Com a Legião, Renato Russo, que nasceu no Rio, deixou oito álbuns de estúdio, cinco ao vivo e alguns lançados postumamente, além de vários contos, entre outros escritos.
 
Gravou também três discos solo e cantou com Erasmo Carlos, Cássia Eller, Herbert Vianna, Adriana Calcanhoto, Paulo Ricardo, Leila Pinheiro, Biquíni Cavadão, 14 Bis e Plebe Rude, entre outros. Uma das mais bem-sucedidas bandas do País em 14 anos de atividade, a Legião vendeu mais de 25 milhões de discos. 
 
Em 1973, Renato e sua família foram morar em Brasília, e lá, em 1978, ele formou a banda Aborto Elétrico, na qual mostrava sua predileção pelo punk inglês. São desse período músicas como "Tédio", "Que País É Esse?" ou "Veraneio Vascaína".
 
Foi em homenagem ao inglês Bertrand Russell e aos franceses Jean-Jacques Rousseau e Henri Rousseau, que Renato Manfredini Júnior adotou o sobrenome artístico Russo e se tornou um mito para várias gerações de fãs da Legião, que o veneram como a um deus.
 
Sua trajetória inspirou filmes como "Faroeste Caboclo" (2013), dirigido por René Sampaio, e "Somos Tão Jovens" (2013), de Antonio Carlos da Fontoura. Em relação ao filme de Fontoura, fica claro que a "música de Russo esteve presente em fases agudas da história recente do Brasil e a comentou. Mesmo os que pensam que não conhecem sua música, acabam por reconhecê-la, pois em muitos momentos ela se tornou uma trilha sonora do País, tão em crise quanto o músico", como afirma o crítico do jornal O Estado de S.Paulo Luiz Zanin Oricchio.
 
À frente da Legião Urbana, Renato Russo e sucessos como "Pais e Filhos", "Eduardo e Mônica", "Geração Coca-Cola", "Tempo Perdido", "Eu Sei", entre outros, viraram objeto de culto de fãs de todas as idades. 
 
Bom, já falamos muito de quem foi ele: Seguem textos de minha autoria e as respectivas datas de publicação. 
 
Mentir pra si mesmo é sempre a pior mentira
Publicado em 2/4/2011
 
Em "Quase sem querer", minha preferida entre tantas preferidas músicas de Renato Russo, o mestre – no contexto da canção – insere essa passagem que, vira e mexe, recorro mesmo que apenas nos meus pensamentos, quando lido com uma das coisas que mais me irritam: a mentira. Nesse sentido, "mentir pra si mesmo é sempre a pior mentira" soa como um mantra, uma das maiores verdades que já ouvi.
 
Os enganadores, que julgam se dar bem com pequenas ou grandes inverdades, talvez abominem essa frase. Afinal, acreditam ser felizes, independente de pregarem a verdade ou não. Pode ser. Mas ainda prefiro acreditar que "mentira tem perna curta".

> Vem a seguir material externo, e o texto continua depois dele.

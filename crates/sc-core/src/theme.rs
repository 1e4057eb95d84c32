//! Light/dark theme reaction.
//!
//! Theme persistence lives outside the core. The adapter only rewrites the
//! scene when told the theme changed: pure black text flips to white and
//! back, and the canvas takes the palette background. A background the user
//! picked is set aside when the theme overrides it and comes back when the
//! theme it was picked under returns.

use crate::color::Color;
use crate::config::EditorConfig;
use crate::error::SceneError;
use crate::id::ObjectId;
use crate::scene::{BackgroundOrigin, SceneStore};
use serde::{Deserialize, Serialize};
use std::fmt;
use std::str::FromStr;

#[derive(Debug, Clone, Copy, Default, PartialEq, Eq, Hash, Serialize, Deserialize)]
#[serde(rename_all = "lowercase")]
pub enum Theme {
    #[default]
    Light,
    Dark,
}

impl Theme {
    pub fn toggled(self) -> Self {
        match self {
            Theme::Light => Theme::Dark,
            Theme::Dark => Theme::Light,
        }
    }
}

impl fmt::Display for Theme {
    fn fmt(&self, f: &mut fmt::Formatter<'_>) -> fmt::Result {
        f.write_str(match self {
            Theme::Light => "light",
            Theme::Dark => "dark",
        })
    }
}

impl FromStr for Theme {
    type Err = SceneError;

    fn from_str(s: &str) -> Result<Self, Self::Err> {
        match s.trim().to_ascii_lowercase().as_str() {
            "light" => Ok(Theme::Light),
            "dark" => Ok(Theme::Dark),
            other => Err(SceneError::Config(format!("unknown theme `{other}`"))),
        }
    }
}

/// What one `apply` pass changed.
#[derive(Debug, Clone, Default, PartialEq)]
pub struct ThemeReport {
    pub remapped: Vec<ObjectId>,
    pub background: Option<Color>,
}

impl ThemeReport {
    pub fn is_empty(&self) -> bool {
        self.remapped.is_empty() && self.background.is_none()
    }
}

#[derive(Debug, Clone)]
pub struct ThemeAdapter {
    current: Theme,
    /// User background displaced by a theme switch, with the theme it was
    /// chosen under.
    saved_background: Option<(Color, Theme)>,
}

impl ThemeAdapter {
    pub fn new(initial: Theme) -> Self {
        Self {
            current: initial,
            saved_background: None,
        }
    }

    pub fn current(&self) -> Theme {
        self.current
    }

    pub fn saved_background(&self) -> Option<Color> {
        self.saved_background.map(|(c, _)| c)
    }

    /// Rewrite the scene for a switch to `theme`. Text is only remapped on
    /// a real transition, so re-applying the current theme never touches
    /// colours the user picked.
    pub fn apply(&mut self, store: &mut SceneStore, theme: Theme, config: &EditorConfig) -> ThemeReport {
        let mut report = ThemeReport::default();
        if theme != self.current {
            report.remapped = remap_text(store, theme);
        }
        report.background = self.apply_background(store, theme, config);
        log::debug!(
            "theme {} -> {theme}: {} text remapped, background {:?}",
            self.current,
            report.remapped.len(),
            report.background
        );
        self.current = theme;
        report
    }

    /// Bring a scene whose colours were last themed for `scene_theme` in
    /// line with the current theme. Used after a snapshot restore; the
    /// adapter's remembered background is left as it is.
    pub fn reconcile(
        &self,
        store: &mut SceneStore,
        scene_theme: Theme,
        config: &EditorConfig,
    ) -> ThemeReport {
        let mut report = ThemeReport::default();
        if scene_theme == self.current {
            return report;
        }
        report.remapped = remap_text(store, self.current);
        if store.background_origin() == BackgroundOrigin::Theme {
            let fixed = config.palette(self.current).canvas_background;
            if store.background() != fixed {
                store.set_background_color(fixed, BackgroundOrigin::Theme);
                report.background = Some(fixed);
            }
        }
        log::debug!(
            "reconciled {scene_theme} scene to {}: {} text remapped",
            self.current,
            report.remapped.len()
        );
        report
    }

    fn apply_background(
        &mut self,
        store: &mut SceneStore,
        theme: Theme,
        config: &EditorConfig,
    ) -> Option<Color> {
        let before = store.background();
        if store.background_origin() == BackgroundOrigin::User {
            if theme == self.current {
                return None;
            }
            self.saved_background = Some((before, self.current));
        }

        match self.saved_background {
            Some((color, chosen_under)) if chosen_under == theme => {
                self.saved_background = None;
                store.set_background_color(color, BackgroundOrigin::User);
            }
            _ => {
                let fixed = config.palette(theme).canvas_background;
                store.set_background_color(fixed, BackgroundOrigin::Theme);
            }
        }
        let after = store.background();
        (after != before).then_some(after)
    }
}

/// Flip pure black text to white going dark, and white text back to its
/// recorded original (or black) going light.
fn remap_text(store: &mut SceneStore, target: Theme) -> Vec<ObjectId> {
    let text_ids: Vec<ObjectId> = store
        .objects()
        .iter()
        .filter(|o| o.is_text())
        .map(|o| o.id)
        .collect();

    let mut remapped = Vec::new();
    for id in text_ids {
        // The closure never fails, so the outer result is always Ok.
        let changed = store
            .update(id, |obj| {
                Ok(match target {
                    Theme::Dark if obj.style.fill == Color::BLACK => {
                        obj.theme_original_fill = Some(obj.style.fill);
                        obj.style.fill = Color::WHITE;
                        true
                    }
                    Theme::Light if obj.style.fill == Color::WHITE => {
                        obj.style.fill = obj.theme_original_fill.take().unwrap_or(Color::BLACK);
                        true
                    }
                    _ => false,
                })
            })
            .ok()
            .flatten()
            .unwrap_or(false);
        if changed {
            remapped.push(id);
        }
    }
    remapped
}

#[cfg(test)]
mod tests {
    use super::*;
    use crate::config::ThemePalette;
    use crate::model::DrawableObject;
    use pretty_assertions::assert_eq;

    fn setup() -> (SceneStore, ThemeAdapter, EditorConfig) {
        let config = EditorConfig::default();
        (
            SceneStore::from_config(&config),
            ThemeAdapter::new(Theme::Light),
            config,
        )
    }

    #[test]
    fn parses_theme_names() {
        assert_eq!("Dark".parse::<Theme>().unwrap(), Theme::Dark);
        assert_eq!(" light ".parse::<Theme>().unwrap(), Theme::Light);
        assert!("sepia".parse::<Theme>().is_err());
        assert_eq!(Theme::Light.toggled(), Theme::Dark);
    }

    #[test]
    fn black_text_round_trips() {
        let (mut store, mut adapter, config) = setup();
        let id = store
            .add_object(DrawableObject::text("Hello", 48.0, &ThemePalette::light()))
            .unwrap();

        adapter.apply(&mut store, Theme::Dark, &config);
        let obj = store.get(id).unwrap();
        assert_eq!(obj.style.fill.to_hex(), "#ffffff");
        assert_eq!(obj.theme_original_fill, Some(Color::BLACK));

        adapter.apply(&mut store, Theme::Light, &config);
        let obj = store.get(id).unwrap();
        assert_eq!(obj.style.fill.to_hex(), "#000000");
        assert_eq!(obj.theme_original_fill, None);
    }

    #[test]
    fn brand_colors_and_shapes_are_untouched() {
        let (mut store, mut adapter, config) = setup();
        let mut brand = DrawableObject::text("Sale", 48.0, &ThemePalette::light());
        brand.set_fill(Color::rgb(0xe1, 0x1d, 0x48));
        let brand = store.add_object(brand).unwrap();
        let mut rect = DrawableObject::rectangle(10.0, 10.0, &ThemePalette::light());
        rect.set_fill(Color::BLACK);
        let rect = store.add_object(rect).unwrap();

        let report = adapter.apply(&mut store, Theme::Dark, &config);
        assert!(report.remapped.is_empty());
        assert_eq!(store.get(brand).unwrap().style.fill, Color::rgb(0xe1, 0x1d, 0x48));
        assert_eq!(store.get(rect).unwrap().style.fill, Color::BLACK);
    }

    #[test]
    fn applying_twice_changes_nothing_further() {
        let (mut store, mut adapter, config) = setup();
        store
            .add_object(DrawableObject::text("Hello", 48.0, &ThemePalette::light()))
            .unwrap();
        store.set_background("#222222").unwrap();

        let first = adapter.apply(&mut store, Theme::Dark, &config);
        assert!(!first.is_empty());
        let rev = store.revision();
        let second = adapter.apply(&mut store, Theme::Dark, &config);
        assert!(second.is_empty());
        assert_eq!(store.revision(), rev);
    }

    #[test]
    fn same_theme_keeps_user_text_colors() {
        let (mut store, mut adapter, config) = setup();
        let mut white = DrawableObject::text("Hello", 48.0, &ThemePalette::light());
        white.set_fill(Color::WHITE);
        let white = store.add_object(white).unwrap();

        let report = adapter.apply(&mut store, Theme::Light, &config);
        assert!(report.remapped.is_empty());
        assert_eq!(store.get(white).unwrap().style.fill, Color::WHITE);

        let mut adapter = ThemeAdapter::new(Theme::Dark);
        let black = store
            .add_object(DrawableObject::text("Hello", 48.0, &ThemePalette::light()))
            .unwrap();
        let report = adapter.apply(&mut store, Theme::Dark, &config);
        assert!(report.remapped.is_empty());
        assert_eq!(store.get(black).unwrap().style.fill, Color::BLACK);
    }

    #[test]
    fn reconcile_remaps_a_scene_from_the_other_theme() {
        let (mut store, _, config) = setup();
        let id = store
            .add_object(DrawableObject::text("Hello", 48.0, &ThemePalette::light()))
            .unwrap();
        let adapter = ThemeAdapter::new(Theme::Dark);

        assert!(adapter.reconcile(&mut store, Theme::Dark, &config).is_empty());
        assert_eq!(store.get(id).unwrap().style.fill, Color::BLACK);

        let report = adapter.reconcile(&mut store, Theme::Light, &config);
        assert_eq!(report.remapped, vec![id]);
        assert_eq!(store.get(id).unwrap().style.fill, Color::WHITE);
        assert_eq!(store.background().to_hex(), "#1a1a1a");
    }

    #[test]
    fn reconcile_keeps_a_user_background() {
        let (mut store, _, config) = setup();
        store.set_background("#223344").unwrap();
        let adapter = ThemeAdapter::new(Theme::Dark);
        let report = adapter.reconcile(&mut store, Theme::Light, &config);
        assert_eq!(report.background, None);
        assert_eq!(store.background().to_hex(), "#223344");
    }

    #[test]
    fn palette_background_follows_theme() {
        let (mut store, mut adapter, config) = setup();
        adapter.apply(&mut store, Theme::Dark, &config);
        assert_eq!(store.background().to_hex(), "#1a1a1a");
        adapter.apply(&mut store, Theme::Light, &config);
        assert_eq!(store.background(), Color::WHITE);
    }

    #[test]
    fn user_background_is_restored_on_return() {
        let (mut store, mut adapter, config) = setup();
        store.set_background("#223344").unwrap();

        adapter.apply(&mut store, Theme::Dark, &config);
        assert_eq!(store.background().to_hex(), "#1a1a1a");
        assert_eq!(adapter.saved_background(), Some(Color::rgb(0x22, 0x33, 0x44)));

        adapter.apply(&mut store, Theme::Light, &config);
        assert_eq!(store.background().to_hex(), "#223344");
        assert_eq!(store.background_origin(), BackgroundOrigin::User);
        assert_eq!(adapter.saved_background(), None);
    }

    #[test]
    fn user_background_in_current_theme_is_kept() {
        let (mut store, mut adapter, config) = setup();
        store.set_background("#223344").unwrap();
        let report = adapter.apply(&mut store, Theme::Light, &config);
        assert!(report.is_empty());
        assert_eq!(store.background().to_hex(), "#223344");
    }
}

Ainda nessa linha de citações, também impossível deixar de lembrar de Abraham Lincoln, presidente norte-americano entre 1861 até 1865, quando foi assassinado. "Você pode enganar pessoas todo o tempo. Você pode também enganar todas as pessoas por algum tempo. Mas você não pode enganar todas as pessoas o tempo todo".
 
Mas por que ficar falando de mentiras? Por que esta sexta-feira foi 1º de abril, instituído como o dia da mentira. Coincidentemente na véspera, eu chamava a atenção de meu filho, que – pela própria idade (9 anos) e convivência com amiguinhos – ensaiava algumas mentirinhas, quase que inocentes.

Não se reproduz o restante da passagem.